Türkiye'nin en iyi ebeveyn sitesi
Türkiye'nin en iyi ebeveyn sitesi
Yazı Boyutu:

0-6 YAŞ ÇOCUĞUNUN PSİKOLOJİSİ

"Her yol anneye çıkıyor!"
0-6 YAŞ ÇOCUĞUNUN PSİKOLOJİSİ (3)

0-6 YAŞ ÇOCUĞUNUN PSİKOLOJİSİ (3)

Yazı dizimizin bugünkü konuğu Klinik Psikolog Özden Bademci Dandul... Bebek psikolojisi konusunda İngiltere’de uzun yıllar eğitim gören Dandul, anne-bebek ilişkisinin daha bebek fikri ortaya atıldığında başladığını ve bebeğin her şeyi –büyüdüğünde de- anneden öğrendiği biçimde yaşadığını söylüyor. Yeditepe Üniversitesi’nden Klinik Psikolog Özden Bademci Dandul ile anne-bebek ilişkisinin ayrıntılarını konuştuk… Kendimize olan güvenimizden tutun da, hayata bakışımız-duruşumuz, eş seçimimiz, öğrenme şeklimiz, davranış modellerimiz hep anne kaynaklı… Eh, mizaç ve çevresel faktörler de işin içinde tabii ama, bebek psikolojisi konusunda bütün dünyada yapılan araştırmalar gösteriyor ki, insan büyütmek söz konusuysa önce her yol anneye çıkıyor…

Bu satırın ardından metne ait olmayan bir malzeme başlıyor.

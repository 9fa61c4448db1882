/// Extension options and the policies derived from them
use serde::{Deserialize, Serialize};

use crate::error::OptionsError;
use crate::tab_data::TabId;

/// Flat settings object as stored by the options page
#[derive(Debug, Clone, PartialEq, Serialize, Deserialize)]
#[serde(rename_all = "camelCase", default)]
pub struct Options {
    pub auto_close_tab: bool,
    pub default_tab_behavior: bool,
    pub activate_kept_tab: bool,
    pub keep_newer_tab: bool,
    pub keep_reload_older_tab: bool,
    pub keep_tab_with_https: bool,
    pub keep_pinned_tab: bool,
    pub ignore_hash_part: bool,
    pub ignore_search_part: bool,
    pub ignore_path_part: bool,
    pub compare_with_title: bool,
    #[serde(rename = "ignore3w")]
    pub ignore_www: bool,
    pub case_insensitive: bool,
    pub search_in_all_windows: bool,
    pub search_per_container: bool,
    pub white_list: String,
}

impl Default for Options {
    fn default() -> Self {
        Options {
            auto_close_tab: true,
            default_tab_behavior: false,
            activate_kept_tab: true,
            keep_newer_tab: false,
            keep_reload_older_tab: false,
            keep_tab_with_https: true,
            keep_pinned_tab: true,
            ignore_hash_part: false,
            ignore_search_part: false,
            ignore_path_part: false,
            compare_with_title: false,
            ignore_www: false,
            case_insensitive: true,
            search_in_all_windows: false,
            search_per_container: false,
            white_list: String::new(),
        }
    }
}

impl Options {
    pub fn from_json(json: &str) -> Result<Options, OptionsError> {
        serde_json::from_str(json).map_err(|e| OptionsError::Decode(e.to_string()))
    }

    pub fn match_policy(&self) -> MatchPolicy {
        let granularity = if self.ignore_path_part {
            Granularity::Origin
        } else if self.ignore_search_part {
            Granularity::Path
        } else if self.ignore_hash_part {
            Granularity::Search
        } else {
            Granularity::Fragment
        };

        MatchPolicy {
            source: if self.compare_with_title { KeySource::Title } else { KeySource::Url },
            granularity,
            ignore_http: self.keep_tab_with_https,
            ignore_www: self.ignore_www,
            case_insensitive: self.case_insensitive,
            container: self.search_per_container,
            whitelist: whitelist_patterns(&self.white_list),
        }
    }

    pub fn retention_policy(&self) -> RetentionPolicy {
        RetentionPolicy {
            prefer_age: if self.keep_newer_tab { AgePreference::Newest } else { AgePreference::Oldest },
            prefer_pinned: self.keep_pinned_tab,
            prefer_https: self.keep_tab_with_https,
            active: None,
        }
    }
}

fn whitelist_patterns(raw: &str) -> Vec<String> {
    raw.split_whitespace().map(str::to_string).collect()
}

/// Tab field the deduplication key is computed from
#[derive(Debug, Clone, Copy, PartialEq, Eq, Serialize, Deserialize)]
#[serde(rename_all = "lowercase")]
pub enum KeySource {
    Url,
    Title,
}

/// How much of the URL takes part in the key, from most to least
#[derive(Debug, Clone, Copy, PartialEq, Eq, PartialOrd, Ord, Serialize, Deserialize)]
#[serde(rename_all = "lowercase")]
pub enum Granularity {
    Fragment,
    Search,
    Path,
    Origin,
}

/// How a tab is turned into a deduplication key
#[derive(Debug, Clone, PartialEq, Eq)]
pub struct MatchPolicy {
    pub source: KeySource,
    pub granularity: Granularity,
    /// Treat `http` as `https`
    pub ignore_http: bool,
    /// Strip a leading `www.` host label
    pub ignore_www: bool,
    pub case_insensitive: bool,
    /// Prefix the key with the container (cookie store) id
    pub container: bool,
    /// URL patterns with `*` wildcards that are never grouped
    pub whitelist: Vec<String>,
}

impl Default for MatchPolicy {
    fn default() -> Self {
        Options::default().match_policy()
    }
}

#[derive(Debug, Clone, Copy, PartialEq, Eq)]
pub enum AgePreference {
    Newest,
    Oldest,
}

/// Which tab of a duplicate group survives
#[derive(Debug, Clone, PartialEq, Eq)]
pub struct RetentionPolicy {
    pub prefer_age: AgePreference,
    pub prefer_pinned: bool,
    pub prefer_https: bool,
    /// Tab currently holding focus
    pub active: Option<TabId>,
}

- Bebeğin psikolojik doğumu ne zaman başlar?
Bebeklerin psikolojik doğumu daha kadın ve erkek anne-baba olmaya karar verdiklerinde başlar. Çünkü bu kararla birlikte anne-babanın bebeğiyle ilgili psikolojik atıfları da başlar. Daha bebek doğmadan, neler yaşayacağı üzerine kaygılar duyulur örneğin... Bebeğe yapılan bu atıflar, bir yandan kadını ve erkeği anneliğe ve babalığa hazırlarken, bir yandan da hamileliğin nasıl geçeceğini, doğum sonrası yaşanacak deneyimleri etkiler.


- Peki, bu atıfları ne belirler?
Anne-babanın, özellikle de annenin kendi bebeklik deneyimleri belirler. Eğer, anne mutlu bir bebeklik geçirdiyse, olumlu bir anne figürünü içselleştirdiyse, o zaman daha umutlu şeyler hayal eder. İyimserdir. Üstelik, anneyle bebek arasında daha bebek doğmadan bir ilişki olduğunu ve bu ilişkinin tutarlı bir şekilde doğumdan sonra da devam ettiğini biliyoruz..


ANNE: BEBEK İÇİN HAYATİ


- Hayatımız boyunca bütün yollar anneye çıkıyor? Bu çok ağır bir durum…
Bebek daha anne karnındayken sizin aldığınız tatları, sizin hormonal durumunuzu algılamış olarak hayata başlar. Aynı şekilde kadın, hareketli-stresli bir hamilelik geçirdiyse, doğumdan sonra bebeği huzursuz olabilir. Doğumdan sonra, başta annenin bebeğini tanıyarak karşılıklı olarak birbirlerine adapte olmaları süreci başlar.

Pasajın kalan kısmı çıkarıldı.